Data -
impl HostArray {
    // ========================================================================
    // Constructors
    // ========================================================================

    /// Create a C-contiguous array from typed data.
    pub fn from_vec<T: Element>(data: Vec<T>, shape: &[usize]) -> BindResult<Self> {
        check_len(data.len(), shape)?;
        let mut storage = Storage::zeroed(data.len() * T::DTYPE.itemsize())?;
        storage.bytes_mut().copy_from_slice(bytemuck::cast_slice(&data));
        Ok(Self::build(ArrayHeader::contiguous(T::DTYPE, shape.to_vec()), storage))
    }

    /// Create a one-dimensional `Float64` array.
    pub fn from_f64(data: &[f64]) -> Self {
        let words: Vec<u64> = data.iter().map(|v| v.to_bits()).collect();
        let storage = Storage {
            words,
            nbytes: data.len() * 8,
        };
        Self::build(ArrayHeader::contiguous(DType::Float64, vec![data.len()]), storage)
    }

    /// Create a C-contiguous `Bool` array.
    pub fn from_bools(data: &[bool], shape: &[usize]) -> BindResult<Self> {
        check_len(data.len(), shape)?;
        let mut storage = Storage::zeroed(data.len())?;
        for (byte, &b) in storage.bytes_mut().iter_mut().zip(data) {
            *byte = u8::from(b);
        }
        Ok(Self::build(ArrayHeader::contiguous(DType::Bool, shape.to_vec()), storage))
    }

    /// Create a zero-filled, C-contiguous, aligned, native-order array.
    pub fn try_zeros(dtype: DType, shape: &[usize]) -> BindResult<Self> {
        let nbytes = shape
            .iter()
            .try_fold(1usize, |acc, &n| acc.checked_mul(n))
            .and_then(|n| n.checked_mul(dtype.itemsize()))
            .ok_or(BindError::AllocationFailure { bytes: usize::MAX })?;
        let storage = Storage::zeroed(nbytes)?;
        Ok(Self::build(ArrayHeader::contiguous(dtype, shape.to_vec()), storage))
    }

    /// Create a zero-dimensional array holding one value.
    pub fn scalar(value: Scalar) -> Self {
        let dtype = DType::of_scalar(value);
        let mut storage = Storage {
            words: vec![0u64],
            nbytes: dtype.itemsize(),
        };
        dtype.write(storage.bytes_mut(), ByteOrder::Native, value);
        Self::build(ArrayHeader::contiguous(dtype, Vec::new()), storage)
    }

    fn build(header: ArrayHeader, storage: Storage) -> Self {
        Self(Rc::new(ArrayObject {
            header,
            writeable: Cell::new(true),
            storage: RefCell::new(storage),
        }))
    }

    /// Convert a host value (array, scalar or nested sequence) into an array.
    ///
    /// Arrays are returned as the same object. Scalars become zero-dimensional
    /// arrays; nested sequences must be rectangular and numeric.
    pub fn from_host_value(value: &HostValue) -> BindResult<Self> {
        match value {
            HostValue::Array(array) => Ok(array.clone()),
            HostValue::Tuple(_) | HostValue::List(_) => {
                let mut shape = Vec::new();
                let mut scalars = Vec::new();
                flatten_nested(value, 0, &mut shape, &mut scalars)?;
                let dtype = scalars
                    .iter()
                    .map(|&s| DType::of_scalar(s))
                    .reduce(DType::promote)
                    .unwrap_or(DType::Float64);
                let storage = packed(dtype, &scalars)?;
                Ok(Self::build(ArrayHeader::contiguous(dtype, shape), storage))
            }
            other => other
                .as_scalar()
                .map(Self::scalar)
                .ok_or_else(|| {
                    BindError::ConversionError(format!(
                        "cannot convert {} to an array",
                        other.type_name()
                    ))
                }),
        }
    }

    // ========================================================================
    // Layout Modifiers
    // ========================================================================

    /// A copy with the same values stored in swapped byte order.
    pub fn byteswapped(&self) -> BindResult<Self> {
        let dtype = self.dtype();
        let mut storage = packed(dtype, &self.scalars()?)?;
        for chunk in storage.bytes_mut().chunks_exact_mut(dtype.itemsize()) {
            chunk.reverse();
        }
        let header = ArrayHeader {
            order: ByteOrder::Swapped,
            ..ArrayHeader::contiguous(dtype, self.shape())
        };
        Ok(Self::build(header, storage))
    }

    /// A copy with the same values whose first element sits one byte off alignment.
    pub fn misaligned(&self) -> BindResult<Self> {
        let dtype = self.dtype();
        let source = packed(dtype, &self.scalars()?)?;
        let mut storage = Storage::zeroed(source.nbytes + 1)?;
        storage.bytes_mut()[1..].copy_from_slice(source.bytes());
        let header = ArrayHeader {
            offset: 1,
            ..ArrayHeader::contiguous(dtype, self.shape())
        };
        Ok(Self::build(header, storage))
    }

    /// A copy with the same values stored in Fortran (column-major) order.
    pub fn fortran_ordered(&self) -> BindResult<Self> {
        let values = self.scalars()?;
        let (dtype, shape) = (self.dtype(), self.shape());
        let mut strides = vec![0isize; shape.len()];
        let mut acc = dtype.itemsize() as isize;
        for (stride, &n) in strides.iter_mut().zip(&shape) {
            *stride = acc;
            acc *= n.max(1) as isize;
        }
        let header = ArrayHeader {
            strides,
            ..ArrayHeader::contiguous(dtype, shape)
        };
        let mut storage = Storage::zeroed(values.len() * dtype.itemsize())?;
        let offsets = c_order_offsets(&header.shape, &header.strides, 0);
        for (pos, value) in offsets.into_iter().zip(values) {
            dtype.write(&mut storage.bytes_mut()[pos..], ByteOrder::Native, value);
        }
        Ok(Self::build(header, storage))
    }

    /// This array with writes disabled.
    pub fn read_only(self) -> Self {
        self.set_writeable(false);
        self
    }

    // ========================================================================
    // Properties
    // ========================================================================

    /// Element type.
    pub fn dtype(&self) -> DType {
        self.0.header.dtype
    }

    /// Stored byte order.
    pub fn byte_order(&self) -> ByteOrder {
        self.0.header.order
    }

    /// Extent of each axis.
    pub fn shape(&self) -> Vec<usize> {
        self.0.header.shape.clone()
    }

    /// Byte stride of each axis.
    pub fn strides(&self) -> Vec<isize> {
        self.0.header.strides.clone()
    }

    /// Number of axes.
    pub fn ndim(&self) -> usize {
        self.0.header.shape.len()
    }

    /// Total number of elements.
    pub fn len(&self) -> usize {
        self.0.header.size()
    }

    /// True when the array holds no elements.
    pub fn is_empty(&self) -> bool {
        self.len() == 0
    }

    /// True when host-side writes are permitted.
    pub fn is_writeable(&self) -> bool {
        self.0.writeable.get()
    }

    /// True when every element address is a multiple of the item size.
    pub fn is_aligned(&self) -> bool {
        self.0.header.is_aligned()
    }

    /// True when elements are dense in C order.
    pub fn is_c_contiguous(&self) -> bool {
        self.0.header.is_c_contiguous()
    }

    /// True when stored in native byte order.
    pub fn is_native_order(&self) -> bool {
        self.0.header.order == ByteOrder::Native
    }

    /// True when both references denote the same array object.
    pub fn same_storage(&self, other: &Self) -> bool {
        Rc::ptr_eq(&self.0, &other.0)
    }

    /// Number of live references to this array object.
    pub fn reference_count(&self) -> usize {
        Rc::strong_count(&self.0)
    }

    pub(crate) fn set_writeable(&self, writeable: bool) {
        self.0.writeable.set(writeable);
    }

    pub(crate) fn offset(&self) -> usize {
        self.0.header.offset
    }

    /// Byte offsets of every element, in C order.
    pub(crate) fn element_offsets(&self) -> Vec<usize> {
        let header = &self.0.header;
        c_order_offsets(&header.shape, &header.strides, header.offset)
    }

    // ========================================================================
    // Element Access
    // ========================================================================
    //
    // Element access borrows the storage and fails with `TypeMismatch` while
    // the engine holds a conflicting borrow of the same array.

    /// Read one element.
    pub fn get(&self, index: &[usize]) -> BindResult<Scalar> {
        let pos = element_position(&self.0.header, index)?;
        let storage = self.storage()?;
        let header = &self.0.header;
        Ok(header.dtype.read(&storage.bytes()[pos..], header.order))
    }

    /// Write one element, casting to the array's dtype.
    pub fn set(&self, index: &[usize], value: Scalar) -> BindResult<()> {
        if !self.is_writeable() {
            return Err(BindError::TypeMismatch(
                "assignment destination is read-only".into(),
            ));
        }
        let pos = element_position(&self.0.header, index)?;
        let mut storage = self.storage_mut()?;
        let header = &self.0.header;
        header.dtype.write(&mut storage.bytes_mut()[pos..], header.order, value);
        Ok(())
    }

    /// All elements in C order, cast to `T`.
    pub fn to_vec<T: Element>(&self) -> BindResult<Vec<T>> {
        Ok(self.scalars()?.into_iter().map(T::from_scalar).collect())
    }

    /// All elements in C order, cast to `f64`.
    pub fn to_f64_vec(&self) -> BindResult<Vec<f64>> {
        Ok(self.scalars()?.into_iter().map(Scalar::to_f64).collect())
    }

    /// All elements in C order as exact scalars.
    pub fn scalars(&self) -> BindResult<Vec<Scalar>> {
        let storage = self.storage()?;
        let bytes = storage.bytes();
        let header = &self.0.header;
        Ok(self
            .element_offsets()
            .into_iter()
            .map(|pos| header.dtype.read(&bytes[pos..], header.order))
            .collect())
    }

    /// Stored bytes of every element, in C order, exactly as held in memory.
    pub fn raw_bytes(&self) -> BindResult<Vec<u8>> {
        let storage = self.storage()?;
        let bytes = storage.bytes();
        let item = self.dtype().itemsize();
        let mut out = Vec::with_capacity(self.len() * item);
        for pos in self.element_offsets() {
            out.extend_from_slice(&bytes[pos..pos + item]);
        }
        Ok(out)
    }

    // ========================================================================
    // Copies
    // ========================================================================

    /// A new C-contiguous, aligned, native-order copy cast to `dtype`.
    pub fn copy_as(&self, dtype: DType) -> BindResult<Self> {
        let storage = packed(dtype, &self.scalars()?)?;
        Ok(Self::build(ArrayHeader::contiguous(dtype, self.shape()), storage))
    }

    /// Copy every element of `source` into this array, casting as needed.
    ///
    /// Ignores the writability flag; callers decide whether the write is allowed.
    pub(crate) fn copy_from(&self, source: &Self) -> BindResult<()> {
        if self.same_storage(source) {
            return Ok(());
        }
        let header = &self.0.header;
        if header.shape != source.0.header.shape {
            return Err(BindError::ShapeMismatch(format!(
                "cannot copy array of shape {:?} into shape {:?}",
                source.0.header.shape, header.shape
            )));
        }
        let values = source.scalars()?;
        let mut storage = self.storage_mut()?;
        for (pos, value) in self.element_offsets().into_iter().zip(values) {
            header.dtype.write(&mut storage.bytes_mut()[pos..], header.order, value);
        }
        Ok(())
    }

    pub(crate) fn storage(&self) -> BindResult<Ref<'_, Storage>> {
        self.0
            .storage
            .try_borrow()
            .map_err(|_| BindError::TypeMismatch("array storage is being written".into()))
    }

    pub(crate) fn storage_mut(&self) -> BindResult<RefMut<'_, Storage>> {
        self.0
            .storage
            .try_borrow_mut()
            .map_err(|_| BindError::TypeMismatch("array storage is already borrowed".into()))
    }
}
//! C signature parsing and per-family signature tables.
//!
//! ## Purpose
//!
//! A labeled low-level callable declares its C signature as a string. This
//! module parses such strings into a structural form and builds, for each
//! kernel family, the ordered list of signatures the family accepts.
//!
//! ## Design notes
//!
//! * **Structural comparison**: Signatures are compared after parsing, so
//!   whitespace and pointer spacing (`double*` vs `double *`) do not matter.
//! * **Width-selected aliases**: Besides `intptr_t` and `npy_intp`, the table
//!   admits each of `short`, `int`, `long`, `long long` whose width equals the
//!   platform pointer width. The choice compares `size_of` values at run time.
//!
//! ## Key concepts
//!
//! * **KernelFamily**: Generic 1-D filter, generic n-D filter, coordinate mapping.
//! * **AdapterShape**: The host-callback adapter each family uses.

// External dependencies
use std::ffi::{c_int, c_long, c_longlong, c_short};
use std::fmt::{Display, Formatter, Result as FmtResult};
use std::mem::size_of;

// ============================================================================
// Kernel Families
// ============================================================================

/// The calling conventions a pluggable kernel can have.
#[derive(Debug, Clone, Copy, PartialEq, Eq, Hash)]
pub enum KernelFamily {
    /// `int (double *, intp, double *, intp, void *)`: one line in, one line out.
    Filter1D,

    /// `int (double *, intp, double *, void *)`: one window in, one value out.
    Filter,

    /// `int (intp *, double *, int, int, void *)`: output coordinate to input coordinate.
    Map,
}

/// Host-callback adapter used by a family.
#[derive(Debug, Clone, Copy, PartialEq, Eq)]
pub enum AdapterShape {
    /// Input and output lines of possibly different lengths.
    WindowResize,

    /// A window of fixed size reduced to one value.
    FixedWindow,

    /// A coordinate tuple mapped to another coordinate tuple.
    CoordinateMapping,
}

impl KernelFamily {
    /// Short name used in logs and error messages.
    pub fn name(self) -> &'static str {
        match self {
            Self::Filter1D => "filter1d",
            Self::Filter => "filter",
            Self::Map => "map",
        }
    }

    /// Adapter a host callable of this family is bound to.
    pub fn adapter_shape(self) -> AdapterShape {
        match self {
            Self::Filter1D => AdapterShape::WindowResize,
            Self::Filter => AdapterShape::FixedWindow,
            Self::Map => AdapterShape::CoordinateMapping,
        }
    }

    fn render(self, intp: &str) -> String {
        match self {
            Self::Filter1D => format!("int (double *, {intp}, double *, {intp}, void *)"),
            Self::Filter => format!("int (double *, {intp}, double *, void *)"),
            Self::Map => format!("int ({intp} *, double *, int, int, void *)"),
        }
    }

    /// Ordered signatures accepted for this family on the running platform.
    pub fn signature_table(self) -> Vec<Signature> {
        pointer_width_integer_names()
            .into_iter()
            .filter_map(|name| Signature::parse(&self.render(name)))
            .collect()
    }

    /// Index of the first table entry structurally equal to `label`.
    pub fn match_signature(self, label: &str) -> Option<usize> {
        let parsed = Signature::parse(label)?;
        self.signature_table()
            .iter()
            .position(|candidate| *candidate == parsed)
    }
}

impl Display for KernelFamily {
    fn fmt(&self, f: &mut Formatter<'_>) -> FmtResult {
        f.write_str(self.name())
    }
}

/// Integer type names that denote a pointer-width integer, in table order.
pub fn pointer_width_integer_names() -> Vec<&'static str> {
    let width = size_of::<isize>();
    let mut names = vec!["intptr_t", "npy_intp"];
    for (name, size) in [
        ("short", size_of::<c_short>()),
        ("int", size_of::<c_int>()),
        ("long", size_of::<c_long>()),
        ("long long", size_of::<c_longlong>()),
    ] {
        if size == width {
            names.push(name);
        }
    }
    names
}

// ============================================================================
// Parsed Signatures
// ============================================================================

/// A parameter or return type: a base type name and a pointer depth.
#[derive(Debug, Clone, PartialEq, Eq)]
pub struct CType {
    /// Base type with single spaces between words, e.g. `"long long"`.
    pub base: String,

    /// Number of `*` after the base type.
    pub pointers: usize,
}

impl CType {
    fn parse(text: &str) -> Option<Self> {
        let pointers = text.chars().filter(|&c| c == '*').count();
        let base = text
            .replace('*', " ")
            .split_whitespace()
            .filter(|word| *word != "const")
            .collect::<Vec<_>>()
            .join(" ");
        if base.is_empty() || !base.chars().all(|c| c.is_ascii_alphanumeric() || c == '_' || c == ' ') {
            return None;
        }
        // A star may only follow the base type.
        let first_star = text.find('*').unwrap_or(text.len());
        if text[first_star..].chars().any(|c| c != '*' && !c.is_whitespace()) {
            return None;
        }
        Some(Self { base, pointers })
    }
}

/// A parsed C function signature.
#[derive(Debug, Clone, PartialEq, Eq)]
pub struct Signature {
    /// Return type.
    pub ret: CType,

    /// Parameter types, in order.
    pub params: Vec<CType>,
}

impl Signature {
    /// Parse `"ret (p1, p2, ...)"`. Returns `None` for malformed text.
    pub fn parse(text: &str) -> Option<Self> {
        let open = text.find('(')?;
        let close = text.rfind(')')?;
        if close < open || !text[close + 1..].trim().is_empty() {
            return None;
        }
        let ret = CType::parse(&text[..open])?;
        let inner = text[open + 1..close].trim();
        let params = if inner.is_empty() {
            Vec::new()
        } else {
            inner
                .split(',')
                .map(CType::parse)
                .collect::<Option<Vec<_>>>()?
        };
        Some(Self { ret, params })
    }
}

impl Display for Signature {
    fn fmt(&self, f: &mut Formatter<'_>) -> FmtResult {
        let render = |t: &CType| {
            if t.pointers == 0 {
                t.base.clone()
            } else {
                format!("{} {}", t.base, "*".repeat(t.pointers))
            }
        };
        let params: Vec<String> = self.params.iter().map(render).collect();
        write!(f, "{} ({})", render(&self.ret), params.join(", "))
    }
}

Assignment - Every line above that holds the string "strides" should be copied into the answer.

Response area -
        let mut strides = vec![0isize; shape.len()];
        for (stride, &n) in strides.iter_mut().zip(&shape) {
            strides,
        let offsets = c_order_offsets(&header.shape, &header.strides, 0);
    pub fn strides(&self) -> Vec<isize> {
        self.0.header.strides.clone()
        c_order_offsets(&header.shape, &header.strides, header.offset)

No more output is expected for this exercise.